## Required work
When a line in the entries below contains the word "existing", copy that line.
---- Data extracts
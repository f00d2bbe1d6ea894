use base64ct::{Base64, Encoding};
use libxml::tree::Document;
use thiserror::Error;

use super::canonical::{
    CanonicalizationError, canonicalize_signed_info, canonicalize_without_signature,
    find_nodes, import_fragment, parse_document, signature_context,
};
use super::constants::{
    DIGEST_VALUE_XPATH, SIGNATURE_VALUE_XPATH, SIGNATURE_XPATH, X509_CERTIFICATE_XPATH,
    signature_template,
};
use super::normalize::{NormalizationError, normalize_document};
use crate::algorithm::SignatureProfile;
use crate::keys::KeyMaterial;

#[derive(Debug, Error)]
pub enum SigningError {
    #[error(transparent)]
    Canonicalization(#[from] CanonicalizationError),
    #[error(transparent)]
    Normalization(#[from] NormalizationError),
    #[error("signature computation failed: {0}")]
    Signing(String),
}

/// A document carrying a completed enveloped signature.
///
/// Holds the serialized form rather than a parsed tree so it can be moved
/// across tasks; [`SignedChallenge::document`] reparses on demand.
#[derive(Debug, Clone, PartialEq, Eq)]
pub struct SignedChallenge {
    xml: String,
    digest_value: String,
    signature_value: String,
    pub(crate) cycle: Option<u64>,
}

impl SignedChallenge {
    pub fn as_str(&self) -> &str {
        &self.xml
    }

    pub fn as_bytes(&self) -> &[u8] {
        self.xml.as_bytes()
    }

    pub fn into_bytes(self) -> Vec<u8> {
        self.xml.into_bytes()
    }

    /// Base64 reference digest over the canonical document.
    pub fn digest_value(&self) -> &str {
        &self.digest_value
    }

    pub fn signature_value(&self) -> &str {
        &self.signature_value
    }

    pub fn document(&self) -> Result<Document, CanonicalizationError> {
        parse_document(&self.xml)
    }

    /// Canonical `SignedInfo` octets, i.e. exactly what the signature value
    /// covers.
    pub fn signed_info_canonical(&self) -> Result<String, CanonicalizationError> {
        canonicalize_signed_info(&self.document()?)
    }

    pub(crate) fn with_xml(self, xml: String) -> Self {
        Self { xml, ..self }
    }
}

/// Produces enveloped XML-DSig signatures with a fixed algorithm profile.
///
/// # Examples
/// ```rust,no_run
/// use ecf_core::algorithm::SignatureProfile;
/// use ecf_core::keys::KeyMaterial;
/// use ecf_core::xmldsig::XmlSigner;
///
/// let keys = KeyMaterial::from_pem(
///     &std::fs::read_to_string("key.pem")?,
///     &std::fs::read_to_string("cert.pem")?,
/// )?;
/// let signer = XmlSigner::new(&keys, SignatureProfile::rsa_sha256());
/// let signed = signer.sign_xml("<SemillaModel><valor>abc</valor></SemillaModel>")?;
/// println!("{}", signed.as_str());
/// # Ok::<(), Box<dyn std::error::Error>>(())
/// ```
#[derive(Debug, Clone, Copy)]
pub struct XmlSigner<'a> {
    keys: &'a KeyMaterial,
    profile: SignatureProfile,
}

impl<'a> XmlSigner<'a> {
    pub fn new(keys: &'a KeyMaterial, profile: SignatureProfile) -> Self {
        Self { keys, profile }
    }

    pub fn profile(&self) -> SignatureProfile {
        self.profile
    }

    pub fn sign_xml(&self, xml: &str) -> Result<SignedChallenge, SigningError> {
        let doc = parse_document(xml)?;
        self.sign(&doc)
    }

    /// Signs a copy of `document`. A signature already enveloped in the input
    /// is replaced, so signing a signed document reproduces the same
    /// reference digest.
    pub fn sign(&self, document: &Document) -> Result<SignedChallenge, SigningError> {
        let mut doc = document
            .dup()
            .map_err(|e| CanonicalizationError(format!("Failed to duplicate xml: {e:?}")))?;
        insert_signature_template(&mut doc, self.profile)?;
        normalize_document(&mut doc)?;

        let digest_input = canonicalize_without_signature(&doc)?;
        let digest_value = Base64::encode_string(&self.profile.digest.digest(digest_input.as_bytes()));
        set_signature_text(&doc, DIGEST_VALUE_XPATH, &digest_value)?;

        let signed_info = canonicalize_signed_info(&doc)?;
        let hashed = self
            .profile
            .signature
            .hash_algorithm()
            .digest(signed_info.as_bytes());
        let raw_signature = self
            .keys
            .signer()
            .sign_prehashed(self.profile.signature.padding(), &hashed)
            .map_err(|e| SigningError::Signing(e.to_string()))?;
        let signature_value = Base64::encode_string(&raw_signature);
        set_signature_text(&doc, SIGNATURE_VALUE_XPATH, &signature_value)?;
        set_signature_text(&doc, X509_CERTIFICATE_XPATH, &self.keys.certificate_base64())?;

        tracing::debug!(
            digest_algorithm = self.profile.digest.uri(),
            signature_algorithm = self.profile.signature.uri(),
            digest = %digest_value,
            "signed document"
        );

        Ok(SignedChallenge {
            xml: doc.to_string(),
            digest_value,
            signature_value,
            cycle: None,
        })
    }
}

/// Signs `xml` with the default RSA-SHA256 profile and returns the serialized
/// signed document.
pub fn sign_document(xml: &[u8], keys: &KeyMaterial) -> Result<Vec<u8>, SigningError> {
    let xml = std::str::from_utf8(xml)
        .map_err(|e| CanonicalizationError(format!("input is not UTF-8: {e}")))?;
    XmlSigner::new(keys, SignatureProfile::default())
        .sign_xml(xml)
        .map(SignedChallenge::into_bytes)
}

fn insert_signature_template(
    doc: &mut Document,
    profile: SignatureProfile,
) -> Result<(), SigningError> {
    {
        let ctx = signature_context(doc)?;
        for mut existing in find_nodes(&ctx, SIGNATURE_XPATH)? {
            existing.unlink();
        }
    }
    let mut root = doc
        .get_root_element()
        .ok_or_else(|| CanonicalizationError("document has no root element".into()))?;
    let mut signature = import_fragment(doc, &signature_template(profile))?;
    root.add_child(&mut signature)
        .map_err(|e| SigningError::Signing(format!("failed to attach Signature: {e}")))?;
    Ok(())
}

fn set_signature_text(doc: &Document, path: &str, value: &str) -> Result<(), SigningError> {
    let ctx = signature_context(doc)?;
    let nodes = find_nodes(&ctx, path)?;
    if nodes.is_empty() {
        return Err(SigningError::Signing(format!("XPath target not found: {path}")));
    }
    for mut node in nodes {
        node.set_content(value)
            .map_err(|e| SigningError::Signing(e.to_string()))?;
    }
    Ok(())
}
--------
## Response for this exercise
        for mut existing in find_nodes(&ctx, SIGNATURE_XPATH)? {
            existing.unlink();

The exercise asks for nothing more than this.